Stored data
....................

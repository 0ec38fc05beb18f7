//! Advisory engine: cardiovascular scoring, diabetic classification,
//! symptom review and the overall assessment that summarises them.
//!
//! Everything here is a pure function over the session records. Nothing
//! fails: unusable input lowers scores or empties lists instead.

pub mod cardio;
pub mod diabetic;
pub mod helpers;
pub mod insights;
pub mod messages;
pub mod symptoms;
pub mod types;

pub use cardio::assess_cardiovascular_risk;
pub use diabetic::assess_diabetic_risk;
pub use insights::{compute_insights, overall_assessment};
pub use symptoms::{analyze_symptoms, SYMPTOM_CATALOG};
pub use types::{
    DiabeticAssessment, HealthInsights, RiskAssessment, RiskLevel, SymptomAnalysis, Urgency,
};
#[cfg(test)]
mod tests {
    use std::io::Write;

    use super::*;
    use crate::consultation::ConsultationTopic;
    use crate::intelligence::RiskLevel;
    use crate::models::{Gender, VitalField};

    fn make_day() -> NaiveDate {
        NaiveDate::from_ymd_opt(2026, 4, 12).unwrap()
    }

    fn make_state() -> SessionState {
        let mut state = SessionState::new();
        state.update_profile_field(ProfileField::Age, "50").unwrap();
        state.update_profile_field(ProfileField::Gender, "male").unwrap();
        state.add_vitals(VitalsSnapshot::new().with(VitalField::SystolicBp, "145"));
        state
    }

    #[test]
    fn profile_updates_recompute_bmi() {
        let mut state = SessionState::new();
        state.update_profile_field(ProfileField::Height, "180").unwrap();
        assert_eq!(state.profile().bmi, "");
        state.update_profile_field(ProfileField::Weight, "81").unwrap();
        assert_eq!(state.profile().bmi, "25.0");
    }

    #[test]
    fn invalid_enum_is_rejected_and_profile_kept() {
        let mut state = make_state();
        let err = state
            .update_profile_field(ProfileField::Gender, "robot")
            .unwrap_err();
        assert!(matches!(err, ModelError::InvalidEnum { .. }));
        assert_eq!(state.profile().gender, Some(Gender::Male));
    }

    #[test]
    fn set_profile_derives_bmi() {
        let mut state = SessionState::new();
        state.set_profile(Profile {
            height: "170".into(),
            weight: "95".into(),
            ..Profile::default()
        });
        assert_eq!(state.profile().bmi, "32.9");
    }

    #[test]
    fn vitals_merge_by_key() {
        let mut state = make_state();
        state.add_vitals(
            VitalsSnapshot::new()
                .with(VitalField::DiastolicBp, "90")
                .with(VitalField::SystolicBp, "150"),
        );
        assert_eq!(state.vitals().raw(VitalField::SystolicBp), "150");
        assert_eq!(state.vitals().raw(VitalField::DiastolicBp), "90");
    }

    #[test]
    fn item_ids_are_unique_and_ordered() {
        let mut state = SessionState::new();
        let a = state.add_medical_item_on(ItemCategory::Condition, "Asthma", make_day());
        let blank = state.add_medical_item_on(ItemCategory::Condition, "   ", make_day());
        let b = state.add_medical_item_on(ItemCategory::Symptom, "headache", make_day());
        assert_eq!(a, Some(1));
        assert_eq!(blank, None);
        assert_eq!(b, Some(2));

        assert!(state.remove_medical_item(ItemCategory::Condition, 1));
        assert!(!state.remove_medical_item(ItemCategory::Condition, 1));
        let c = state.add_medical_item(ItemCategory::Medication, "Metformin");
        assert_eq!(c, Some(3));
        assert_eq!(state.medical_items(ItemCategory::Medication).len(), 1);
    }

    #[test]
    fn insights_follow_state() {
        let mut state = make_state();
        assert_eq!(
            state.insights().cardiovascular_risk.unwrap().risk_level,
            RiskLevel::Moderate
        );
        state.add_medical_item_on(ItemCategory::Symptom, "chest pain", make_day());
        assert_eq!(
            state.insights().overall_assessment,
            "Symptoms requiring urgent evaluation"
        );
    }

    #[test]
    fn submit_query_prepends_and_clears_draft() {
        let mut state = make_state();
        state.set_query_draft("what does my blood pressure mean");
        let record = state.submit_query().unwrap();
        assert!(record.clinical_analysis().contains("Stage 2 hypertension"));
        assert_eq!(state.query_draft(), "");

        state.set_query_draft("is my heart ok");
        state.submit_query();
        assert_eq!(state.history().len(), 2);
        assert_eq!(
            state.history().latest().unwrap().topic(),
            ConsultationTopic::Cardiac
        );
    }

    #[test]
    fn blank_draft_leaves_history_unchanged() {
        let mut state = make_state();
        state.ask("blood pressure");
        let before = state.history().clone();

        state.set_query_draft("   ");
        assert!(state.submit_query().is_none());
        assert_eq!(state.history(), &before);
        assert_eq!(state.query_draft(), "   ");
        assert!(state.ask("").is_none());
        assert_eq!(state.history().len(), 1);
    }

    #[test]
    fn snapshot_replays_into_state() {
        let json = r#"{
            "profile": { "age": 70, "gender": "male", "smokingHistory": "current",
                         "height": "175", "weight": "80" },
            "vitals": [
                { "systolicBP": "130", "totalCholesterol": 250 },
                { "systolicBP": 150, "hdlCholesterol": "35" }
            ],
            "records": {
                "conditions": [
                    { "id": 7, "name": "Asthma", "dateAdded": "2026-01-05", "category": "conditions" }
                ]
            },
            "questions": ["What does my blood pressure mean?", "  "]
        }"#;
        let snapshot: SessionSnapshot = serde_json::from_str(json).unwrap();
        let mut state = SessionState::from_snapshot(snapshot).unwrap();

        assert_eq!(state.profile().bmi, "26.1");
        assert_eq!(state.vitals().raw(VitalField::SystolicBp), "150");
        assert_eq!(state.vitals().raw(VitalField::TotalCholesterol), "250");
        let risk = state.insights().cardiovascular_risk.unwrap();
        assert_eq!(risk.risk_score, 10);
        assert_eq!(state.history().len(), 1);

        assert_eq!(state.add_medical_item(ItemCategory::Symptom, "cough"), Some(8));
    }

    #[test]
    fn snapshot_rejects_unknown_fields_and_values() {
        let unknown: SessionSnapshot =
            serde_json::from_str(r#"{ "vitals": [ { "pulseOx": "97" } ] }"#).unwrap();
        assert!(matches!(
            SessionState::from_snapshot(unknown),
            Err(SnapshotError::Model(ModelError::InvalidEnum { .. }))
        ));

        let nested: SessionSnapshot =
            serde_json::from_str(r#"{ "profile": { "age": [50] } }"#).unwrap();
        assert!(matches!(
            SessionState::from_snapshot(nested),
            Err(SnapshotError::UnsupportedValue(key)) if key == "age"
        ));
    }

    #[test]
    fn snapshot_rejects_duplicate_item_ids() {
        let json = r#"{ "records": {
            "conditions": [
                { "id": 3, "name": "Asthma", "dateAdded": "2026-01-05", "category": "conditions" }
            ],
            "medications": [
                { "id": 3, "name": "Inhaler", "dateAdded": "2026-01-05", "category": "medications" }
            ]
        } }"#;
        let snapshot: SessionSnapshot = serde_json::from_str(json).unwrap();
        assert!(matches!(
            SessionState::from_snapshot(snapshot),
            Err(SnapshotError::DuplicateItemId(3))
        ));
    }

    #[test]
    fn snapshot_rejects_misfiled_items() {
        let json = r#"{ "records": {
            "conditions": [
                { "id": 3, "name": "Asthma", "dateAdded": "2026-01-05", "category": "conditions" },
                { "id": 4, "name": "cough", "dateAdded": "2026-01-05", "category": "symptoms" }
            ]
        } }"#;
        let snapshot: SessionSnapshot = serde_json::from_str(json).unwrap();
        match SessionState::from_snapshot(snapshot) {
            Err(SnapshotError::MisfiledItem { id, category, list }) => {
                assert_eq!(id, 4);
                assert_eq!(category, ItemCategory::Symptom);
                assert_eq!(list, ItemCategory::Condition);
            }
            other => panic!("expected misfiled item error, got {other:?}"),
        }
    }

    #[test]
    fn restored_items_remove_one_at_a_time() {
        let json = r#"{ "records": {
            "conditions": [
                { "id": 3, "name": "Asthma", "dateAdded": "2026-01-05", "category": "conditions" },
                { "id": 5, "name": "Migraine", "dateAdded": "2026-01-06", "category": "conditions" }
            ]
        } }"#;
        let snapshot: SessionSnapshot = serde_json::from_str(json).unwrap();
        let mut state = SessionState::from_snapshot(snapshot).unwrap();
        assert!(state.remove_medical_item(ItemCategory::Condition, 3));
        assert_eq!(state.medical_items(ItemCategory::Condition).len(), 1);
    }

    #[test]
    fn load_reads_snapshot_file() {
        let mut file = tempfile::NamedTempFile::new().unwrap();
        write!(file, r#"{{ "profile": {{ "age": "45" }}, "questions": ["diabetes?"] }}"#).unwrap();

        let snapshot = SessionSnapshot::load(file.path()).unwrap();
        assert_eq!(snapshot.questions, vec!["diabetes?"]);
        let state = SessionState::from_snapshot(snapshot).unwrap();
        assert_eq!(
            state.history().latest().unwrap().topic(),
            ConsultationTopic::Diabetes
        );
    }

    #[test]
    fn load_reports_io_and_parse_errors() {
        let dir = tempfile::tempdir().unwrap();
        let missing = dir.path().join("missing.json");
        assert!(matches!(SessionSnapshot::load(&missing), Err(SnapshotError::Io(_))));

        let bad = dir.path().join("bad.json");
        std::fs::write(&bad, "{ not json").unwrap();
        assert!(matches!(SessionSnapshot::load(&bad), Err(SnapshotError::Parse(_))));
    }
}
pub mod config;
pub mod consultation;
pub mod intelligence;
pub mod models;
pub mod session;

....................

Exercise description -> The expected answer is a copy of each line above containing "medications".

Answer to this task ->
            "medications": [
                { "id": 3, "name": "Inhaler", "dateAdded": "2026-01-05", "category": "medications" }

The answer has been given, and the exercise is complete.